LEG is not always higher than ZEV. ZEV is often best when almost all your production stays inside one building (multifamily / STWEG): internal kWh replace retail grid power (~27.7 Rp./kWh in the ElCom 2026 median illustration), and only the remainder is paid as feed-in. LEG wins when a large share of production leaves the building and can be sold to neighbours in the municipality at a negotiated price (often ~13–18 Rp./kWh) instead of summer-low feed-in rates. Many sites do both: ZEV for in-building sharing, LEG for surplus beyond the building. The two models are not mutually exclusive — an existing ZEV can join an LEG and contribute its surplus.

Full ZEV guide: ZEV Switzerland 2026 explained →

Option 3: LEG — the new route to more

From January 2026, you can sell your solar electricity through the public grid directly to households in your municipality or neighbourhood.

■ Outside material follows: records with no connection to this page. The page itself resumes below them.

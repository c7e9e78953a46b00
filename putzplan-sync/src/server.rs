//! WebSocket relay for household change feeds.
//!
//! Architecture:
//! ```text
//! MemoryRemote ── publish ──► ChannelRegistry ──┬── HouseholdChannel (h1) ──┬── Client A
//!   (or any writer)                             │                           └── Client B
//!                                               └── HouseholdChannel (h2) ───── Client C
//! ```
//!
//! Connection lifecycle:
//! 1. client sends `Subscribe { household_id }` as its first binary frame;
//! 2. server acks with `Subscribed` carrying the channel's last sequence;
//! 3. server forwards every frame published on the household channel and
//!    answers `Ping` with `Pong` until either side closes.

use std::net::SocketAddr;
use std::sync::Arc;
use std::time::Duration;

use futures_util::{Sink, SinkExt, StreamExt};
use tokio::net::{TcpListener, TcpStream};
use tokio::sync::{broadcast, RwLock};
use tokio_tungstenite::tungstenite::Message;
use uuid::Uuid;

use crate::broadcast::ChannelRegistry;
use crate::protocol::{FeedMessage, MessageType};

type ConnectionResult = Result<(), Box<dyn std::error::Error + Send + Sync>>;

#[derive(Debug, Clone)]
pub struct ServerConfig {
    /// Address to bind to
    pub bind_addr: String,
    /// Connections beyond this per household are closed after the handshake
    pub max_subscribers_per_household: usize,
    /// How long a new connection may take to send `Subscribe`
    pub handshake_timeout: Duration,
}

impl Default for ServerConfig {
    fn default() -> Self {
        Self {
            bind_addr: "127.0.0.1:9090".to_string(),
            max_subscribers_per_household: 100,
            handshake_timeout: Duration::from_secs(5),
        }
    }
}

#[derive(Debug, Clone, Default, PartialEq, Eq)]
pub struct ServerStats {
    pub total_connections: u64,
    pub active_connections: u64,
    pub frames_forwarded: u64,
    pub bytes_forwarded: u64,
    pub rejected_connections: u64,
}

pub struct FeedServer {
    config: ServerConfig,
    channels: Arc<ChannelRegistry>,
    stats: Arc<RwLock<ServerStats>>,
}

impl FeedServer {
    pub fn new(config: ServerConfig, channels: Arc<ChannelRegistry>) -> Self {
        Self {
            config,
            channels,
            stats: Arc::new(RwLock::new(ServerStats::default())),
        }
    }

    /// Bind the configured address and serve until the listener fails.
    pub async fn run(&self) -> Result<(), Box<dyn std::error::Error>> {
        let listener = TcpListener::bind(&self.config.bind_addr).await?;
        log::info!("Feed server listening on {}", self.config.bind_addr);
        self.serve(listener).await
    }

    /// Accept connections on an already-bound listener.
    pub async fn serve(&self, listener: TcpListener) -> Result<(), Box<dyn std::error::Error>> {
        loop {
            let (stream, addr) = listener.accept().await?;
            log::debug!("New TCP connection from {addr}");

            let channels = self.channels.clone();
            let stats = self.stats.clone();
            let config = self.config.clone();

            tokio::spawn(async move {
                if let Err(e) = Self::handle_connection(stream, addr, channels, stats, config).await {
                    log::error!("Connection error from {addr}: {e}");
                }
            });
        }
    }

    async fn handle_connection(
        stream: TcpStream,
        addr: SocketAddr,
        channels: Arc<ChannelRegistry>,
        stats: Arc<RwLock<ServerStats>>,
        config: ServerConfig,
    ) -> ConnectionResult {
        let ws_stream = tokio_tungstenite::accept_async(stream).await?;
        let (mut ws_sender, mut ws_receiver) = ws_stream.split();
        stats.write().await.total_connections += 1;

        // First frame must be a Subscribe.
        let household_id = match tokio::time::timeout(config.handshake_timeout, ws_receiver.next()).await {
            Ok(Some(Ok(Message::Binary(data)))) => match FeedMessage::decode(&data) {
                Ok(msg) if msg.msg_type == MessageType::Subscribe => msg.household_id,
                Ok(msg) => {
                    log::warn!("Expected Subscribe from {addr}, got {:?}", msg.msg_type);
                    return Self::reject(ws_sender, &stats).await;
                }
                Err(e) => {
                    log::warn!("Undecodable handshake from {addr}: {e}");
                    return Self::reject(ws_sender, &stats).await;
                }
            },
            Ok(_) => {
                log::debug!("Connection from {addr} closed before subscribing");
                return Ok(());
            }
            Err(_) => {
                log::warn!("Handshake timeout from {addr}");
                return Self::reject(ws_sender, &stats).await;
            }
        };

        let channel = channels.get_or_create(household_id).await;
        if channel.subscriber_count().await >= config.max_subscribers_per_household {
            log::warn!("Household {household_id} is full, rejecting {addr}");
            channels.remove_if_empty(&household_id).await;
            return Self::reject(ws_sender, &stats).await;
        }

        let subscriber_id = Uuid::new_v4();
        let mut frames = channel.add_subscriber(subscriber_id).await;
        stats.write().await.active_connections += 1;

        let ack = FeedMessage::subscribed(household_id, channel.last_sequence()).encode()?;
        let result = async {
            ws_sender.send(Message::Binary(ack.into())).await?;
            log::info!("Client {addr} subscribed to household {household_id}");

            loop {
                tokio::select! {
                    msg = ws_receiver.next() => {
                        match msg {
                            Some(Ok(Message::Binary(data))) => match FeedMessage::decode(&data) {
                                Ok(msg) if msg.msg_type == MessageType::Ping => {
                                    let pong = FeedMessage::pong(household_id).encode()?;
                                    ws_sender.send(Message::Binary(pong.into())).await?;
                                }
                                Ok(msg) => {
                                    log::debug!("Ignoring {:?} from {addr}", msg.msg_type);
                                }
                                Err(e) => {
                                    log::warn!("Failed to decode frame from {addr}: {e}");
                                }
                            },
                            Some(Ok(Message::Ping(data))) => {
                                ws_sender.send(Message::Pong(data)).await?;
                            }
                            Some(Ok(Message::Close(_))) | None => {
                                log::info!("Connection closed from {addr}");
                                break;
                            }
                            Some(Err(e)) => {
                                log::error!("WebSocket error from {addr}: {e}");
                                break;
                            }
                            _ => {}
                        }
                    }

                    frame = frames.recv() => {
                        match frame {
                            Ok(data) => {
                                let len = data.len() as u64;
                                ws_sender.send(Message::Binary(data.to_vec().into())).await?;
                                let mut s = stats.write().await;
                                s.frames_forwarded += 1;
                                s.bytes_forwarded += len;
                            }
                            Err(broadcast::error::RecvError::Lagged(n)) => {
                                log::warn!("Client {addr} lagged by {n} changes");
                                channel.record_lag(n);
                            }
                            Err(broadcast::error::RecvError::Closed) => break,
                        }
                    }
                }
            }
            ConnectionResult::Ok(())
        }
        .await;

        channel.remove_subscriber(&subscriber_id).await;
        if channels.remove_if_empty(&household_id).await {
            log::debug!("Channel for household {household_id} removed (empty)");
        }
        stats.write().await.active_connections -= 1;
        result
    }

    async fn reject<S>(mut ws_sender: S, stats: &RwLock<ServerStats>) -> ConnectionResult
    where
        S: Sink<Message> + Unpin,
        S::Error: std::error::Error + Send + Sync + 'static,
    {
        stats.write().await.rejected_connections += 1;
        ws_sender.send(Message::Close(None)).await?;
        Ok(())
    }

    pub async fn stats(&self) -> ServerStats {
        self.stats.read().await.clone()
    }

    pub fn bind_addr(&self) -> &str {
        &self.config.bind_addr
    }

    pub fn channels(&self) -> &Arc<ChannelRegistry> {
        &self.channels
    }
}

Why the LEG keeps getting better as the network grows

A local electricity community is not a fixed pool of users. The more producers and consumers join LEG in your area, the stronger the network becomes: more potential buyers for midday solar, more liquidity, and more political and practical acceptance of community trading. That feedback loop — cheaper power attracting more members, and more members making local supply more useful — is the same flywheel idea we unpack in our piece on compounded benefits from solar communities.

Read: the solar community flywheel (network growth & compound benefit) →

"You produce the same electricity. You decide whether to sell it for 8 Rappen or for 15 Rappen."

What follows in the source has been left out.